PROBLEM: Using the records provided below, locate and copy each line that contains the word "live".

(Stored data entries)
================
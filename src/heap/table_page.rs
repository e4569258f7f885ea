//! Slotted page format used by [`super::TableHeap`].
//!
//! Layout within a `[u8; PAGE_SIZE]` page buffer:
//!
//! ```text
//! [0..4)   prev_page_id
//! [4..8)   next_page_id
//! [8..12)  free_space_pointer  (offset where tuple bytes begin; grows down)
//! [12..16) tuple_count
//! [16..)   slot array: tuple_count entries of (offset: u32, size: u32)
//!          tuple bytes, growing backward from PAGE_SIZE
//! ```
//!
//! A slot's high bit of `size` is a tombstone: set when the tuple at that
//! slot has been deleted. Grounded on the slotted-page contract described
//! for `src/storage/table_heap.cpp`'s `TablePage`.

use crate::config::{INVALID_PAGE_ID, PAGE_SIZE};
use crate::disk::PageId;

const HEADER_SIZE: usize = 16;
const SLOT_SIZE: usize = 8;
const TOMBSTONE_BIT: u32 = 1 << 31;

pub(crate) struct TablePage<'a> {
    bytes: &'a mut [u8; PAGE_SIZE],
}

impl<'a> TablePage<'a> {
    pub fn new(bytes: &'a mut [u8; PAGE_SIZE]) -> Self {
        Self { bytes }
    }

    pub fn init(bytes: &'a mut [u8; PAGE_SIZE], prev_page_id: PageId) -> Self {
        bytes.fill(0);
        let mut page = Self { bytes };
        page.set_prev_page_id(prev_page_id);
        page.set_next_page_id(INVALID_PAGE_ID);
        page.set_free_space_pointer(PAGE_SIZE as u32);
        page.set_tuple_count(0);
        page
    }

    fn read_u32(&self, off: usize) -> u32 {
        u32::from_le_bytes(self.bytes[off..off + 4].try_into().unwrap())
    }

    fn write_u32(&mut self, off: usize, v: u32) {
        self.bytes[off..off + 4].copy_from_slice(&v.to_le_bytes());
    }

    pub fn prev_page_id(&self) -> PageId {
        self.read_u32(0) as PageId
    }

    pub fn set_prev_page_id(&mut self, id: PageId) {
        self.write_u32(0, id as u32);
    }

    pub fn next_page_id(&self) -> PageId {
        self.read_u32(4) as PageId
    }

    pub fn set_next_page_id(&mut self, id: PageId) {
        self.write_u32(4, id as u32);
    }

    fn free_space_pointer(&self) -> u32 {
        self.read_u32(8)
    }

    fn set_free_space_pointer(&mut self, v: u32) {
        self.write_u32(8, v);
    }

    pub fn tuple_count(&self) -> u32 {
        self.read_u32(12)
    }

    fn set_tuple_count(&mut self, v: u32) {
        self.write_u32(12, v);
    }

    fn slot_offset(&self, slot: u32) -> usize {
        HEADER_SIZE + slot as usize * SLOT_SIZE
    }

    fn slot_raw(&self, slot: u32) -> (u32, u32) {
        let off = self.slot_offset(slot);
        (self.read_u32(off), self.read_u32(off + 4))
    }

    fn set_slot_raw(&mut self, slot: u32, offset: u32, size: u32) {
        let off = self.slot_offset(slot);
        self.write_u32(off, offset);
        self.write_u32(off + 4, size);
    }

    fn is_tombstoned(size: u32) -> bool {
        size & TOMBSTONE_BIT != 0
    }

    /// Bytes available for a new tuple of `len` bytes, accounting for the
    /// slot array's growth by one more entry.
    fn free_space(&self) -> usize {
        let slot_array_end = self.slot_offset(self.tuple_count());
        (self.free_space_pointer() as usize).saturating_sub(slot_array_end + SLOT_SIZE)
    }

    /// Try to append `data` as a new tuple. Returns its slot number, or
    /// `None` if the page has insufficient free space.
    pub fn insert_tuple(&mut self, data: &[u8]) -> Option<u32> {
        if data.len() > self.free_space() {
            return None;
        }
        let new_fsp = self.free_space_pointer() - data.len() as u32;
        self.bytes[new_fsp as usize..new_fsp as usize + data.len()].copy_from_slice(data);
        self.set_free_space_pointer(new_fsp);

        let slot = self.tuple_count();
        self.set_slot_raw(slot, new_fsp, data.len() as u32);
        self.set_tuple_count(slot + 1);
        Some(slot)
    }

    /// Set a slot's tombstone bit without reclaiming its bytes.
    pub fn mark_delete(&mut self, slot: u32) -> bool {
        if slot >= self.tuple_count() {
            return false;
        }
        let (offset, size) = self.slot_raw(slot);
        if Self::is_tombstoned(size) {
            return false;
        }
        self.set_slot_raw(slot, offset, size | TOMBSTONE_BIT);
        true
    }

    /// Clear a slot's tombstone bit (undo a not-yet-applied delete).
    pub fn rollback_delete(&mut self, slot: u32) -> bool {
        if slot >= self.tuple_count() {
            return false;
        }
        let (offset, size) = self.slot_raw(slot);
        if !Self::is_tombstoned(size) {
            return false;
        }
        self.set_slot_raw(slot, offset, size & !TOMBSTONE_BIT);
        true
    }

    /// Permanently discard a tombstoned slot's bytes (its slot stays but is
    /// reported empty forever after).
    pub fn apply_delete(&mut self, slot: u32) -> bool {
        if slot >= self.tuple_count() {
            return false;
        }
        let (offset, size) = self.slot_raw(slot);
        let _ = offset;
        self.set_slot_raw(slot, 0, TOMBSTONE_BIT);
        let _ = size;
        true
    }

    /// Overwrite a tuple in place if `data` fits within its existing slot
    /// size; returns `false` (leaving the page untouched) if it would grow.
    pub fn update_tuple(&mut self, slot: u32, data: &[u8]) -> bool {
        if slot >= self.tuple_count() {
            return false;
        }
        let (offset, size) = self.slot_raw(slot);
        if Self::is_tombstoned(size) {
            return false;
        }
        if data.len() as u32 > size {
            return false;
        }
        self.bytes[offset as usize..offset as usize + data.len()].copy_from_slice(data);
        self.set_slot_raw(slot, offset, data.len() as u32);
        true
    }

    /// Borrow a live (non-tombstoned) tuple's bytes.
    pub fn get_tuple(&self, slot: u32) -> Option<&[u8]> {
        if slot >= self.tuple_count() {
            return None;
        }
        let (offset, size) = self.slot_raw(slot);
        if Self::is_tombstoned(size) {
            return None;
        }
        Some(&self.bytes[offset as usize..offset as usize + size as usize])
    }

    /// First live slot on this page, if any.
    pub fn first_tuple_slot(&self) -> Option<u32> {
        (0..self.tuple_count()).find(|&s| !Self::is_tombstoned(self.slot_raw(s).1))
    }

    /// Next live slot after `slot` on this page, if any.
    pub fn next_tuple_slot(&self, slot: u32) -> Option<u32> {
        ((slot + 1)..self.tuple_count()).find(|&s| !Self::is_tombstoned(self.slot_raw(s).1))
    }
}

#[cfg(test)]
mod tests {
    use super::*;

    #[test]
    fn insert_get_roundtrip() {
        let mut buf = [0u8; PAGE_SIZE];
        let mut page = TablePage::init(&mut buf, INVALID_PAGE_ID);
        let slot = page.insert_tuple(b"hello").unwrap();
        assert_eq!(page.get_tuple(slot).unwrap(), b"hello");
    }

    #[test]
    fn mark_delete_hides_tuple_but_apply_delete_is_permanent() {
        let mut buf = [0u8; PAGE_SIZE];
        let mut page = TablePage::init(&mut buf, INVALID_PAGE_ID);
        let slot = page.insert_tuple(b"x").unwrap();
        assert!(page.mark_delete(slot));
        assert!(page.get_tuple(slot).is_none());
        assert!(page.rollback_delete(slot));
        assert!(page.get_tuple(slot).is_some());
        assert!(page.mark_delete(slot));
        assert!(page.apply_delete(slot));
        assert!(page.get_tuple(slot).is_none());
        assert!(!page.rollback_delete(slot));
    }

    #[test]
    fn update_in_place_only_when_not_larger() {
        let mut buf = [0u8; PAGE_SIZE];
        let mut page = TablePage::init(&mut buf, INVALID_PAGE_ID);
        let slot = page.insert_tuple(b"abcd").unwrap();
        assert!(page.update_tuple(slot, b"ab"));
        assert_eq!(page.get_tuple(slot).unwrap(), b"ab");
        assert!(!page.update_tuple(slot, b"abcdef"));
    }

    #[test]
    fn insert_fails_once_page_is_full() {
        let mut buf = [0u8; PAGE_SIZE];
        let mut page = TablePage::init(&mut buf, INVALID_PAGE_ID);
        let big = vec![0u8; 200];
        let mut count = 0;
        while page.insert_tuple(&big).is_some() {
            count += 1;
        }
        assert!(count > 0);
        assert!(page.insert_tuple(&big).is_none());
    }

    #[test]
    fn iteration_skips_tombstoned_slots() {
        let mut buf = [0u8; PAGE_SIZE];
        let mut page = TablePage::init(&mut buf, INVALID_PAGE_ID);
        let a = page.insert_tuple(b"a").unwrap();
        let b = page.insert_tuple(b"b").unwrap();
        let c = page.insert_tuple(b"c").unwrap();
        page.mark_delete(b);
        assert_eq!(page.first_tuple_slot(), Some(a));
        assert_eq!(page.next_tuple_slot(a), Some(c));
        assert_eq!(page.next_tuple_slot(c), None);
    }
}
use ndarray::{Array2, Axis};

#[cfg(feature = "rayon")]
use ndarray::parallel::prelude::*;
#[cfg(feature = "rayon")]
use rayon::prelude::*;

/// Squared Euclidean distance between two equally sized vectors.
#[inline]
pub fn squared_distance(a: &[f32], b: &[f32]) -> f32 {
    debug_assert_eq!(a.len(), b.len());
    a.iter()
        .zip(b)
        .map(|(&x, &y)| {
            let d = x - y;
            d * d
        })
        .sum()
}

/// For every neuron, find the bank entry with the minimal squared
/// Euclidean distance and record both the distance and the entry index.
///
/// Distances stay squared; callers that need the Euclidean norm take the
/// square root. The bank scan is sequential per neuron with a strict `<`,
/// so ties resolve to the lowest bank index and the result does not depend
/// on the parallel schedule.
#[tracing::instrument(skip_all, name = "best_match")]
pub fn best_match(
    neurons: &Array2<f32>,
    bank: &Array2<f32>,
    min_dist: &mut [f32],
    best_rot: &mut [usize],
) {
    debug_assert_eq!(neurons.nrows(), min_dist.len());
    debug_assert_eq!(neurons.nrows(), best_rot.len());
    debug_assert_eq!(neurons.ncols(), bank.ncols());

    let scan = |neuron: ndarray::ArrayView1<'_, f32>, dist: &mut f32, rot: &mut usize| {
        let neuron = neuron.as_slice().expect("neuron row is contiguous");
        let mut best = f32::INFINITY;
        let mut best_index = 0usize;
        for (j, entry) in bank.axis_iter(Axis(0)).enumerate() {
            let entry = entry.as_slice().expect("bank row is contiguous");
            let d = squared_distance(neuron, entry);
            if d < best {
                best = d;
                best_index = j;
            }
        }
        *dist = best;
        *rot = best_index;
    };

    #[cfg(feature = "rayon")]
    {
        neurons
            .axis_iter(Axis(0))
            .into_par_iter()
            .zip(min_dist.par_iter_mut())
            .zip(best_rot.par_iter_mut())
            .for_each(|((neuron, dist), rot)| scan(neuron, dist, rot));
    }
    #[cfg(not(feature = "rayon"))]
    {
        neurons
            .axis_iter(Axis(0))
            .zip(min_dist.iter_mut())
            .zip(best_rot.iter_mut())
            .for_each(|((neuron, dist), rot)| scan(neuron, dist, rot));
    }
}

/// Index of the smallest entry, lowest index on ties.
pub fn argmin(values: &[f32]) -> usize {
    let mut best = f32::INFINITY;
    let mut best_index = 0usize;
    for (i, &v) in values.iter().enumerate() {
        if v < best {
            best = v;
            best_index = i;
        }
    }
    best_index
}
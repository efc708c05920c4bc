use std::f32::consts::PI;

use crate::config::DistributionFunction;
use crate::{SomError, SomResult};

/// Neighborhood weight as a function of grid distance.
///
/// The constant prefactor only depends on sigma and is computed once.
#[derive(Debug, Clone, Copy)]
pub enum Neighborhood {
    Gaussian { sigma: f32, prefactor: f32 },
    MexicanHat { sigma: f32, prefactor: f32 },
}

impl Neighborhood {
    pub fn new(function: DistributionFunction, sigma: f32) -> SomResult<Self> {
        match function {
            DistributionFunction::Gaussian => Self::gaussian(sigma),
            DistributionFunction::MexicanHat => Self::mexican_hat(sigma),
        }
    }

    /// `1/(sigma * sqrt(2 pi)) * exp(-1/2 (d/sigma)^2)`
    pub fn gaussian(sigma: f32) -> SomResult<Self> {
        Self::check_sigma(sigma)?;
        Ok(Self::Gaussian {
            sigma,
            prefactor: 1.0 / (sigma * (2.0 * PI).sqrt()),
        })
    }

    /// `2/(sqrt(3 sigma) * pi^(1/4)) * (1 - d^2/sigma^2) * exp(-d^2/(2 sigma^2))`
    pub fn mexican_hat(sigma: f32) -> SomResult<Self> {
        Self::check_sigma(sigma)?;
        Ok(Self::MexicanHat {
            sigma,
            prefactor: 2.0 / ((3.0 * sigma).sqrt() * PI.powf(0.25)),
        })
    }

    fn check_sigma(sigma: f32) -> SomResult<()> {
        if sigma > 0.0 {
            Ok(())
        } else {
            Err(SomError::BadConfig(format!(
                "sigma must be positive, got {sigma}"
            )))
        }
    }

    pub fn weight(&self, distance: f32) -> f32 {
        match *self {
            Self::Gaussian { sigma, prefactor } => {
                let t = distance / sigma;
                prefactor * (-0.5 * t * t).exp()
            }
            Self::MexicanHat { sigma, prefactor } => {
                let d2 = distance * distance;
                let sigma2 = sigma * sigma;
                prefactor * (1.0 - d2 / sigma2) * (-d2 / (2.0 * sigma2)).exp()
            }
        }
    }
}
================
RESULT OF THE EXERCISE:
    /// Borrow a live (non-tombstoned) tuple's bytes.
    /// First live slot on this page, if any.
    /// Next live slot after `slot` on this page, if any.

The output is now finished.